At the end of the 19th century the Berlin Observatory, originally built outside the border of the town, was enclosed by blocks of flats, so scientific observations were almost impossible. Therefore, Foerster proposed the removal of the observatory to a place outside Berlin with better observational conditions. In 1904 he appointed Karl Hermann Struve, former director of the observatory of Königsberg, as his successor to realize this project.

After test observations by Paul Guthnick in the summer of 1906 a new site was found on a hill in the eastern part of the Royal Park of Babelsberg. The ground was placed at the observatory's disposal by the crown free of charge. The costs of the new buildings and the new instruments amounted to 1.5 million Goldmark and could be covered by selling the landed property of the Berlin Observatory. The old observatory built by Schinkel was pulled down later. In June 1911 the construction of a new observatory began in Babelsberg and on 2 August 1913 the removal from Berlin to Babelsberg was complete.
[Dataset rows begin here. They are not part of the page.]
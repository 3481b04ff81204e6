mod action;
mod app;
mod auth;
mod classify;
mod config;
mod error;
mod event;
mod fetch;
mod github;
mod logging;
mod markdown;
mod profile_view;
mod repo_list;
mod runtime;
mod source;
mod tabs;
mod theme;
mod tui;
mod types;
mod ui;

use std::future::Future;
use std::panic;
use std::path::PathBuf;
use std::process::ExitCode;
use std::sync::Arc;

use clap::Parser;
use tokio::sync::mpsc;
use tracing::{error, info};

use crate::action::{Action, Effect};
use crate::app::App;
use crate::config::Config;
use crate::event::Event;
use crate::github::GitHub;
use crate::markdown::MarkdownRenderer;
use crate::runtime::Runtime;
use crate::source::ProfileSource;
use crate::theme::Theme;
use crate::tui::EventHandler;
use crate::types::Profile;

/// Browse a GitHub user's public profile in the terminal.
#[derive(Debug, Parser)]
#[command(name = "gh-portrait", version, about)]
struct Args {
    /// GitHub login to display
    login: String,

    /// Config file (defaults to <config dir>/gh-portrait/config.toml)
    #[arg(long, value_name = "PATH")]
    config: Option<PathBuf>,
}

#[tokio::main]
async fn main() -> ExitCode {
    let args = Args::parse();
    logging::init();

    let config = Config::load(args.config.as_deref());

    // Everything that can fail for ordinary reasons happens before raw mode.
    let (source, profile) = match bootstrap(&config, &args.login).await {
        Ok(loaded) => loaded,
        Err(e) => {
            error!(login = %args.login, error = %e, "startup failed");
            eprintln!("Error: {e}");
            return ExitCode::FAILURE;
        }
    };

    // Set up panic hook to restore terminal
    let original_hook = panic::take_hook();
    panic::set_hook(Box::new(move |panic_info| {
        let _ = tui::restore();
        original_hook(panic_info);
    }));

    let result = run(source, profile, config.ui.browser).await;

    if let Err(e) = tui::restore() {
        error!(error = %e, "could not restore terminal");
    }

    match result {
        Ok(()) => ExitCode::SUCCESS,
        Err(e) => {
            eprintln!("Error: {e}");
            ExitCode::FAILURE
        }
    }
}

async fn bootstrap(config: &Config, login: &str) -> error::Result<(Arc<dyn ProfileSource>, Profile)> {
    let token = auth::load_token(&config.auth)?;
    let source: Arc<dyn ProfileSource> = Arc::new(GitHub::new(token)?);
    let profile = source.fetch_profile(login).await?;
    info!(login = %profile.login, "profile loaded");
    Ok((source, profile))
}

async fn run(
    source: Arc<dyn ProfileSource>,
    profile: Profile,
    browser: Option<String>,
) -> error::Result<()> {
    let mut terminal = tui::init()?;
    let theme = Theme::default();

    let (action_tx, mut action_rx) = mpsc::unbounded_channel::<Action>();
    let runtime = Runtime::new(source, action_tx, browser);

    let mut app = App::new(profile, Arc::new(MarkdownRenderer));
    let mut events = EventHandler::new();

    terminal.draw(|frame| ui::render(frame, &app, &theme))?;

    loop {
        let Some(effects) = next_effects(&mut app, events.next(), &mut action_rx).await else {
            break;
        };

        for effect in effects {
            runtime.execute(effect);
        }

        if app.should_quit {
            break;
        }

        terminal.draw(|frame| ui::render(frame, &app, &theme))?;
    }

    Ok(())
}

/// Applies whichever comes first, input or a completion. `None` once the
/// input stream has ended.
async fn next_effects(
    app: &mut App,
    event: impl Future<Output = Option<Event>>,
    action_rx: &mut mpsc::UnboundedReceiver<Action>,
) -> Option<Vec<Effect>> {
    tokio::select! {
        event = event => event.map(|event| app.dispatch(event)),
        Some(action) = action_rx.recv() => Some(app.update(action)),
    }
}

#[cfg(test)]
mod tests {
    use super::*;
    use crossterm::event::{KeyCode, KeyEvent, KeyModifiers};

    fn app() -> App {
        let profile = Profile {
            login: "octocat".to_string(),
            ..Default::default()
        };
        App::new(profile, Arc::new(MarkdownRenderer))
    }

    #[tokio::test]
    async fn closed_input_ends_the_loop_while_senders_live() {
        let mut app = app();
        let (_action_tx, mut action_rx) = mpsc::unbounded_channel::<Action>();

        let step = next_effects(&mut app, std::future::ready(None), &mut action_rx).await;
        assert!(step.is_none());
    }

    #[tokio::test]
    async fn input_is_dispatched() {
        let mut app = app();
        let (_action_tx, mut action_rx) = mpsc::unbounded_channel::<Action>();
        app.dispatch(Event::Resize(80, 24));

        let right = Event::Key(KeyEvent::new(KeyCode::Right, KeyModifiers::NONE));
        let effects = next_effects(&mut app, std::future::ready(Some(right)), &mut action_rx)
            .await
            .unwrap();
        assert!(matches!(effects.as_slice(), [Effect::Fetch(_)]));
    }

    #[tokio::test]
    async fn completion_is_applied() {
        let mut app = app();
        let (action_tx, mut action_rx) = mpsc::unbounded_channel::<Action>();
        action_tx.send(Action::Quit).unwrap();

        let effects = next_effects(&mut app, std::future::pending(), &mut action_rx)
            .await
            .unwrap();
        assert!(effects.is_empty());
        assert!(app.should_quit);
    }
}
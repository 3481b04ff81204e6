use async_trait::async_trait;

use crate::error::Result;
use crate::types::{ListKind, Profile, Repository};

/// Where profiles and repository listings come from.
#[async_trait]
pub trait ProfileSource: Send + Sync + std::fmt::Debug {
    fn name(&self) -> &str;

    /// Fails with `NotFound` when the account does not exist.
    async fn fetch_profile(&self, login: &str) -> Result<Profile>;

    /// One listing of `kind`, in the order the server returned it.
    async fn fetch_repositories(&self, login: &str, kind: ListKind) -> Result<Vec<Repository>>;
}
use ratatui::widgets::ListState;

use crate::types::{ListKind, Repository};

/// One row of a repository list.
#[derive(Debug, Clone, PartialEq, Eq)]
pub enum ListItem {
    Repository { repo: Repository, kind: ListKind },
}

impl ListItem {
    /// `name`, or `owner/name` for contributed repositories, plus `(language)`.
    pub fn title(&self) -> String {
        let ListItem::Repository { repo, kind } = self;
        let name = if kind.shows_owner() {
            format!("{}/{}", repo.owner, repo.name)
        } else {
            repo.name.clone()
        };

        match repo.language.as_deref() {
            Some(lang) if !lang.is_empty() => format!("{} ({})", name, lang),
            _ => name,
        }
    }

    pub fn description(&self) -> String {
        let ListItem::Repository { repo, .. } = self;
        let desc = match repo.description.as_deref() {
            Some(d) if !d.is_empty() => d,
            _ => "No description",
        };
        format!("{} ({} stars)", desc, repo.stars)
    }

    /// Text matched when the list is filtered.
    #[cfg(test)]
    pub fn filter_value(&self) -> &str {
        let ListItem::Repository { repo, .. } = self;
        &repo.name
    }

    pub fn url(&self) -> &str {
        let ListItem::Repository { repo, .. } = self;
        &repo.url
    }
}

/// Rows above the items: the heading and a gap.
pub const HEADING_HEIGHT: u16 = 2;

/// Rows one item takes: title, description and a blank separator.
const ITEM_HEIGHT: u16 = 3;

/// Selectable list of repositories for one list tab.
#[derive(Debug, Clone)]
pub struct RepoList {
    kind: ListKind,
    items: Vec<ListItem>,
    state: ListState,
    selected: Option<usize>,
    visible: usize,
}

impl RepoList {
    pub fn new(repos: &[Repository], kind: ListKind) -> Self {
        let items: Vec<ListItem> = repos
            .iter()
            .cloned()
            .map(|repo| ListItem::Repository { repo, kind })
            .collect();

        let mut state = ListState::default();
        if !items.is_empty() {
            state.select(Some(0));
        }

        Self {
            kind,
            items,
            state,
            selected: None,
            visible: 1,
        }
    }

    pub fn heading(&self) -> &'static str {
        self.kind.heading()
    }

    pub fn items(&self) -> &[ListItem] {
        &self.items
    }

    pub fn is_empty(&self) -> bool {
        self.items.is_empty()
    }

    pub fn cursor(&self) -> Option<usize> {
        self.state.selected()
    }

    /// Index of the first visible item.
    #[cfg(test)]
    pub fn offset(&self) -> usize {
        self.state.offset()
    }

    /// Ratatui state for drawing. The offset is kept here, so the view only
    /// scrolls when the cursor leaves it.
    pub fn state(&self) -> ListState {
        self.state.clone()
    }

    /// Item last activated with Enter, if any.
    pub fn selected(&self) -> Option<&ListItem> {
        self.selected.and_then(|i| self.items.get(i))
    }

    /// `height` is the whole content area, heading included.
    pub fn set_height(&mut self, height: u16) {
        self.visible = (height.saturating_sub(HEADING_HEIGHT) / ITEM_HEIGHT).max(1) as usize;
        self.follow_cursor();
    }

    pub fn up(&mut self) {
        self.move_by(-1);
    }

    pub fn down(&mut self) {
        self.move_by(1);
    }

    pub fn page_up(&mut self) {
        self.move_by(-(self.visible as isize));
    }

    pub fn page_down(&mut self) {
        self.move_by(self.visible as isize);
    }

    pub fn top(&mut self) {
        if !self.items.is_empty() {
            self.state.select(Some(0));
            self.follow_cursor();
        }
    }

    pub fn bottom(&mut self) {
        if !self.items.is_empty() {
            self.state.select(Some(self.items.len() - 1));
            self.follow_cursor();
        }
    }

    /// Marks the item under the cursor as selected and returns its URL.
    pub fn activate(&mut self) -> Option<String> {
        let index = self.state.selected().filter(|i| *i < self.items.len())?;
        self.selected = Some(index);
        self.selected().map(|item| item.url().to_string())
    }

    fn move_by(&mut self, delta: isize) {
        if self.items.is_empty() {
            return;
        }
        let last = self.items.len() as isize - 1;
        let current = self.state.selected().unwrap_or(0) as isize;
        let next = (current + delta).clamp(0, last);
        self.state.select(Some(next as usize));
        self.follow_cursor();
    }

    /// Moves the offset just enough to keep the cursor on screen.
    fn follow_cursor(&mut self) {
        let cursor = self.state.selected().unwrap_or(0);
        let max_offset = self.items.len().saturating_sub(self.visible);
        let offset = self.state.offset();

        let offset = if cursor < offset {
            cursor
        } else if cursor >= offset + self.visible {
            cursor + 1 - self.visible
        } else {
            offset
        };
        *self.state.offset_mut() = offset.min(max_offset);
    }
}
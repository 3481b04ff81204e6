/// Broad failure category shown to the user.
#[derive(Debug, Clone, Copy, PartialEq, Eq)]
pub enum ErrorCategory {
    Auth,
    Network,
    Unknown,
}

/// A fetch failure as it is displayed in the affected tab.
#[derive(Debug, Clone, PartialEq, Eq)]
pub struct ClassifiedError {
    pub category: ErrorCategory,
    /// One-line headline, e.g. "Network error"
    pub headline: String,
    /// Guidance on what to do about it
    pub message: String,
    pub retryable: bool,
}

const AUTH_SIGNATURES: &[&str] = &["Could not resolve", "Bad credentials", "401 Unauthorized"];
const NETWORK_SIGNATURES: &[&str] = &["connect:", "timeout", "timed out", "Connect", "dns error"];

pub fn classify(raw: &str) -> ClassifiedError {
    let category = if AUTH_SIGNATURES.iter().any(|s| raw.contains(s)) {
        ErrorCategory::Auth
    } else if NETWORK_SIGNATURES.iter().any(|s| raw.contains(s)) {
        ErrorCategory::Network
    } else {
        ErrorCategory::Unknown
    };

    let (headline, message) = match category {
        ErrorCategory::Auth => (
            "Authentication error".to_string(),
            "Please run 'gh auth login' to authenticate with GitHub".to_string(),
        ),
        ErrorCategory::Network => (
            "Network error".to_string(),
            "Please check your internet connection".to_string(),
        ),
        ErrorCategory::Unknown => (
            format!("Error: {}", raw),
            "An unexpected error occurred".to_string(),
        ),
    };

    // Every category can be retried; the category only changes the guidance.
    ClassifiedError {
        category,
        headline,
        message,
        retryable: true,
    }
}
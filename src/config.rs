//! Training settings for the MNIST driver.
//!
//! Every field is optional in the JSON file; missing ones fall back to the
//! defaults below.
//!
//! ```json
//! {
//!   "batch_size": 100,
//!   "iterations": 1800,
//!   "learning_rate": 0.01,
//!   "hidden_sizes": [100],
//!   "model_out": "model.json"
//! }
//! ```

use std::fs;
use std::path::{Path, PathBuf};

use serde::Deserialize;

use crate::error::{NnError, Result};
use crate::optimizer::DEFAULT_LEARNING_RATE;

#[derive(Debug, Clone, PartialEq, Deserialize)]
#[serde(default)]
pub struct TrainingConfig {
    pub batch_size: usize,
    pub iterations: usize,
    pub learning_rate: f64,
    pub seed: u64,
    /// Widths of the hidden Affine/Relu pairs.
    pub hidden_sizes: Vec<usize>,
    /// Report metrics every this many iterations.
    pub log_every: usize,
    pub train_size: usize,
    pub test_size: usize,
    /// Where to write the trained model as JSON.
    pub model_out: Option<PathBuf>,
}

impl Default for TrainingConfig {
    fn default() -> Self {
        TrainingConfig {
            batch_size: 100,
            iterations: 1800,
            learning_rate: DEFAULT_LEARNING_RATE,
            seed: 42,
            hidden_sizes: vec![100],
            log_every: 100,
            train_size: 10000,
            test_size: 1000,
            model_out: None,
        }
    }
}

impl TrainingConfig {
    pub fn from_json(json: &str) -> Result<TrainingConfig> {
        let config: TrainingConfig = serde_json::from_str(json)?;
        config.validate()?;
        Ok(config)
    }

    pub fn validate(&self) -> Result<()> {
        if self.batch_size == 0 {
            return Err(NnError::InvalidConfig("batch_size must be positive".into()));
        }
        if !(self.learning_rate.is_finite() && self.learning_rate > 0.0) {
            return Err(NnError::InvalidConfig(format!(
                "learning_rate must be positive, got {}",
                self.learning_rate
            )));
        }
        if self.hidden_sizes.is_empty() || self.hidden_sizes.contains(&0) {
            return Err(NnError::InvalidConfig(
                "hidden_sizes must be a non-empty list of positive widths".into(),
            ));
        }
        if self.log_every == 0 {
            return Err(NnError::InvalidConfig("log_every must be positive".into()));
        }
        if self.batch_size > self.train_size {
            return Err(NnError::InvalidConfig(format!(
                "batch_size {} exceeds train_size {}",
                self.batch_size, self.train_size
            )));
        }
        Ok(())
    }
}

/// Reads and validates a configuration file.
pub fn load_config<P: AsRef<Path>>(path: P) -> Result<TrainingConfig> {
    let contents = fs::read_to_string(path)?;
    TrainingConfig::from_json(&contents)
}
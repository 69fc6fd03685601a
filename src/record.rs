//! Conversion between layers and portable tagged records.
//!
//! A record is a kind tag, the layer's parameter blobs and, for layers with
//! geometry, a small attribute map. Decoding goes through [`DECODERS`], a
//! table keyed by [`LayerKind`].

use std::collections::BTreeMap;
use std::fmt;
use std::fs;
use std::path::Path;
use std::str::FromStr;

use ndarray::Array2;
use serde::{Deserialize, Serialize};

use crate::error::{dims_mismatch, NnError, Result};
use crate::image::ImageShape;
use crate::layers::{
    Affine, Convolution, FilterShape, Layer, MaxPooling, ParameterSet, Relu, Sigmoid, Tanh,
};
use crate::loss::{LossLayer, SmoothL1Loss, SoftmaxWithLoss};
use crate::matrix::{row_to_vector, Matrix};
use crate::optimizer::OptimizerRecord;

#[derive(Debug, Clone, Copy, PartialEq, Eq, Hash)]
pub enum LayerKind {
    Sigmoid,
    Relu,
    Tanh,
    Affine,
    Convolution,
    MaxPooling,
    SoftmaxWithLoss,
    SmoothL1Loss,
}

impl LayerKind {
    pub fn tag(&self) -> &'static str {
        match self {
            LayerKind::Sigmoid => "sigmoid",
            LayerKind::Relu => "relu",
            LayerKind::Tanh => "tanh",
            LayerKind::Affine => "affine",
            LayerKind::Convolution => "convolution",
            LayerKind::MaxPooling => "max_pooling",
            LayerKind::SoftmaxWithLoss => "softmax_with_loss",
            LayerKind::SmoothL1Loss => "smooth_l1_loss",
        }
    }
}

impl fmt::Display for LayerKind {
    fn fmt(&self, f: &mut fmt::Formatter<'_>) -> fmt::Result {
        f.write_str(self.tag())
    }
}

impl FromStr for LayerKind {
    type Err = NnError;

    fn from_str(s: &str) -> Result<LayerKind> {
        let kind = match s {
            "sigmoid" => LayerKind::Sigmoid,
            "relu" => LayerKind::Relu,
            "tanh" => LayerKind::Tanh,
            "affine" => LayerKind::Affine,
            "convolution" => LayerKind::Convolution,
            "max_pooling" => LayerKind::MaxPooling,
            "softmax_with_loss" => LayerKind::SoftmaxWithLoss,
            "smooth_l1_loss" => LayerKind::SmoothL1Loss,
            other => return Err(NnError::UnknownLayerKind(other.to_string())),
        };
        Ok(kind)
    }
}

/// Row-major matrix payload.
#[derive(Debug, Clone, PartialEq, Serialize, Deserialize)]
pub struct ParamBlob {
    pub rows: usize,
    pub cols: usize,
    pub data: Vec<f64>,
}

impl ParamBlob {
    pub fn from_matrix(m: &Matrix) -> ParamBlob {
        ParamBlob {
            rows: m.nrows(),
            cols: m.ncols(),
            data: m.iter().copied().collect(),
        }
    }

    pub fn to_matrix(&self) -> Result<Matrix> {
        let (rows, cols) = (self.rows, self.cols);
        Array2::from_shape_vec((rows, cols), self.data.clone())
            .map_err(|_| dims_mismatch("ParamBlob::to_matrix", (rows, cols), (1, self.data.len())))
    }
}

#[derive(Debug, Clone, PartialEq, Serialize, Deserialize)]
pub struct LayerRecord {
    pub kind: String,
    #[serde(default)]
    pub params: BTreeMap<String, ParamBlob>,
    #[serde(default)]
    pub attributes: BTreeMap<String, usize>,
}

impl LayerRecord {
    fn attr(&self, key: &str) -> Result<usize> {
        self.attributes
            .get(key)
            .copied()
            .ok_or_else(|| NnError::MissingParameter(key.to_string()))
    }

    fn param(&self, key: &str) -> Result<Matrix> {
        self.params
            .get(key)
            .ok_or_else(|| NnError::MissingParameter(key.to_string()))?
            .to_matrix()
    }

    fn input_shape(&self) -> Result<ImageShape> {
        Ok(ImageShape::new(
            self.attr("input_width")?,
            self.attr("input_height")?,
            self.attr("input_channel")?,
            self.attributes.get("input_batch").copied().unwrap_or(1),
        ))
    }
}

/// A whole network: hidden layers, loss tag and optimizer.
#[derive(Debug, Clone, PartialEq, Serialize, Deserialize)]
pub struct ModelRecord {
    pub layers: Vec<LayerRecord>,
    pub loss: String,
    pub optimizer: OptimizerRecord,
}

impl ModelRecord {
    pub fn to_json(&self) -> Result<String> {
        Ok(serde_json::to_string(self)?)
    }

    pub fn from_json(json: &str) -> Result<ModelRecord> {
        Ok(serde_json::from_str(json)?)
    }

    pub fn save<P: AsRef<Path>>(&self, path: P) -> Result<()> {
        fs::write(path, self.to_json()?)?;
        Ok(())
    }

    pub fn load<P: AsRef<Path>>(path: P) -> Result<ModelRecord> {
        ModelRecord::from_json(&fs::read_to_string(path)?)
    }
}

pub fn layer_to_record(layer: &dyn Layer) -> LayerRecord {
    let params: ParameterSet = layer
        .as_parametric()
        .map(|p| p.params())
        .unwrap_or_default();
    LayerRecord {
        kind: layer.kind().tag().to_string(),
        params: params
            .iter()
            .map(|(k, m)| (k.clone(), ParamBlob::from_matrix(m)))
            .collect(),
        attributes: layer.attributes(),
    }
}

pub type Decoder = fn(&LayerRecord) -> Result<Box<dyn Layer>>;

/// Layer decoders keyed by kind. Loss kinds are decoded by [`loss_from_tag`].
pub const DECODERS: &[(LayerKind, Decoder)] = &[
    (LayerKind::Sigmoid, decode_sigmoid),
    (LayerKind::Relu, decode_relu),
    (LayerKind::Tanh, decode_tanh),
    (LayerKind::Affine, decode_affine),
    (LayerKind::Convolution, decode_convolution),
    (LayerKind::MaxPooling, decode_max_pooling),
];

pub fn record_to_layer(record: &LayerRecord) -> Result<Box<dyn Layer>> {
    let kind: LayerKind = record.kind.parse()?;
    let decode = DECODERS
        .iter()
        .find(|(k, _)| *k == kind)
        .map(|(_, d)| *d)
        .ok_or_else(|| NnError::UnknownLayerKind(record.kind.clone()))?;
    decode(record)
}

pub fn loss_from_tag(tag: &str) -> Result<Box<dyn LossLayer>> {
    match tag.parse::<LayerKind>()? {
        LayerKind::SoftmaxWithLoss => Ok(Box::new(SoftmaxWithLoss::new())),
        LayerKind::SmoothL1Loss => Ok(Box::new(SmoothL1Loss::new())),
        _ => Err(NnError::UnknownLayerKind(tag.to_string())),
    }
}

fn decode_sigmoid(_: &LayerRecord) -> Result<Box<dyn Layer>> {
    Ok(Box::new(Sigmoid::new()))
}

fn decode_relu(_: &LayerRecord) -> Result<Box<dyn Layer>> {
    Ok(Box::new(Relu::new()))
}

fn decode_tanh(_: &LayerRecord) -> Result<Box<dyn Layer>> {
    Ok(Box::new(Tanh::new()))
}

fn decode_affine(record: &LayerRecord) -> Result<Box<dyn Layer>> {
    let w = record.param("w")?;
    let b = row_to_vector(&record.param("b")?)?;
    Ok(Box::new(Affine::with_params(w, b)?))
}

fn decode_convolution(record: &LayerRecord) -> Result<Box<dyn Layer>> {
    let filter = FilterShape::new(
        record.attr("filter_width")?,
        record.attr("filter_height")?,
        record.attr("filter_count")?,
    );
    let w = record.param("w")?;
    let b = row_to_vector(&record.param("b")?)?;
    Ok(Box::new(Convolution::with_params(
        record.attr("stride")?,
        record.attr("padding")?,
        record.input_shape()?,
        filter,
        w,
        b,
    )?))
}

fn decode_max_pooling(record: &LayerRecord) -> Result<Box<dyn Layer>> {
    Ok(Box::new(MaxPooling::new(
        record.input_shape()?,
        record.attr("pool_width")?,
        record.attr("pool_height")?,
    )?))
}

#[cfg(test)]
mod tests {
    use super::*;
    use ndarray::{arr1, arr2};
    use rand::rngs::StdRng;
    use rand::SeedableRng;

    #[test]
    fn tags_parse_back() {
        for kind in [
            LayerKind::Sigmoid,
            LayerKind::Relu,
            LayerKind::Tanh,
            LayerKind::Affine,
            LayerKind::Convolution,
            LayerKind::MaxPooling,
            LayerKind::SoftmaxWithLoss,
            LayerKind::SmoothL1Loss,
        ] {
            assert_eq!(kind.tag().parse::<LayerKind>().unwrap(), kind);
        }
        assert!(matches!(
            "dropout".parse::<LayerKind>(),
            Err(NnError::UnknownLayerKind(ref k)) if k == "dropout"
        ));
    }

    #[test]
    fn affine_record_keeps_parameters() {
        let aff = Affine::with_params(
            arr2(&[[1.0, 2.0], [3.0, 4.0], [5.0, 6.0]]),
            arr1(&[-2.0, -1.0]),
        )
        .unwrap();
        let record = layer_to_record(&aff);
        assert_eq!(record.kind, "affine");
        assert_eq!(
            record.params["w"],
            ParamBlob {
                rows: 3,
                cols: 2,
                data: vec![1.0, 2.0, 3.0, 4.0, 5.0, 6.0]
            }
        );
        assert_eq!(record.params["b"].data, vec![-2.0, -1.0]);

        let mut rebuilt = record_to_layer(&record).unwrap();
        let x = arr2(&[[5.0, 6.0, 7.0], [8.0, 9.0, 10.0]]);
        assert_eq!(
            rebuilt.forward(&x).unwrap(),
            arr2(&[[56.0, 75.0], [83.0, 111.0]])
        );
    }

    #[test]
    fn activation_records_have_no_parameters() {
        let record = layer_to_record(&Tanh::new());
        assert_eq!(record.kind, "tanh");
        assert!(record.params.is_empty());
        assert_eq!(record_to_layer(&record).unwrap().kind(), LayerKind::Tanh);
    }

    #[test]
    fn convolution_and_pooling_round_trip() {
        let mut rng = StdRng::seed_from_u64(9);
        let input = ImageShape::new(4, 4, 1, 2);
        let mut con =
            Convolution::new(1, 1, input, FilterShape::new(3, 3, 2), &mut rng).unwrap();
        let mut pool = MaxPooling::new(ImageShape::new(4, 4, 2, 2), 2, 2).unwrap();

        let mut con2 = record_to_layer(&layer_to_record(&con)).unwrap();
        let mut pool2 = record_to_layer(&layer_to_record(&pool)).unwrap();

        let x = Array2::from_shape_fn((2, 16), |(i, j)| (i as f64 - j as f64) * 0.1);
        let a = pool.forward(&con.forward(&x).unwrap()).unwrap();
        let b = pool2.forward(&con2.forward(&x).unwrap()).unwrap();
        assert_eq!(a, b);
    }

    #[test]
    fn unknown_kind_and_missing_parts_fail() {
        let record = LayerRecord {
            kind: "lstm".to_string(),
            params: BTreeMap::new(),
            attributes: BTreeMap::new(),
        };
        assert!(matches!(
            record_to_layer(&record),
            Err(NnError::UnknownLayerKind(_))
        ));

        let record = LayerRecord {
            kind: "affine".to_string(),
            params: BTreeMap::new(),
            attributes: BTreeMap::new(),
        };
        assert!(matches!(
            record_to_layer(&record),
            Err(NnError::MissingParameter(_))
        ));

        // loss tags are not hidden layers
        let record = LayerRecord {
            kind: "softmax_with_loss".to_string(),
            params: BTreeMap::new(),
            attributes: BTreeMap::new(),
        };
        assert!(matches!(
            record_to_layer(&record),
            Err(NnError::UnknownLayerKind(_))
        ));
        assert!(loss_from_tag("relu").is_err());
        assert_eq!(
            loss_from_tag("smooth_l1_loss").unwrap().kind(),
            LayerKind::SmoothL1Loss
        );
    }

    #[test]
    fn blob_with_wrong_length_is_rejected() {
        let blob = ParamBlob {
            rows: 2,
            cols: 2,
            data: vec![1.0, 2.0, 3.0],
        };
        assert!(blob.to_matrix().is_err());
    }

    #[test]
    fn model_record_json_round_trip() {
        let record = ModelRecord {
            layers: vec![layer_to_record(&Relu::new())],
            loss: "softmax_with_loss".to_string(),
            optimizer: OptimizerRecord {
                kind: "sgd".to_string(),
                learning_rate: 0.01,
            },
        };
        let json = record.to_json().unwrap();
        assert_eq!(ModelRecord::from_json(&json).unwrap(), record);
        assert!(ModelRecord::from_json("{\"layers\": 3}").is_err());
    }
}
The first new instruments were delivered in the spring of 1914. The 65 cm refractor[5] — the first big astronomical instrument manufactured by the famous enterprise of Carl Zeiss Jena — was mounted in 1915, whereas the completion of the 122 cm reflector telescope[6] was delayed until 1924 by the First World War. Struve died in 1920 from an accident, and his successor was Paul Guthnick, who introduced in 1913 photoelectric photometry into astronomy as the first objective method of measuring the brightness of stars. When the 122 cm telescope (at this time the second largest in the world) was finished, the Babelsberg Observatory was the best-equipped observatory of Europe.

The development of the photoelectric method for investigating weakly variable stars and spectroscopic investigations with the 122 cm telescope made the Babelsberg observatory well-known beyond Europe, too.

At the beginning of 1931 the Sonneberg Observatory founded by Cuno Hoffmeister was attached to the Babelsberg Observatory. For more than 60 years a photographic sky survey was carried out, which represents the second largest archive of astronomical photographic plates. This archive and the discovery and investigation of variable stars popularized the name Sonneberg all over the astronomical world.

With the beginning of the fascist regime, the fortunes of astronomy in Potsdam as well as in Babelsberg started to decline. The banishment of Jewish co-workers played an essential role in this process. The beginning of the Second World War practically marked the cessation of astronomical research.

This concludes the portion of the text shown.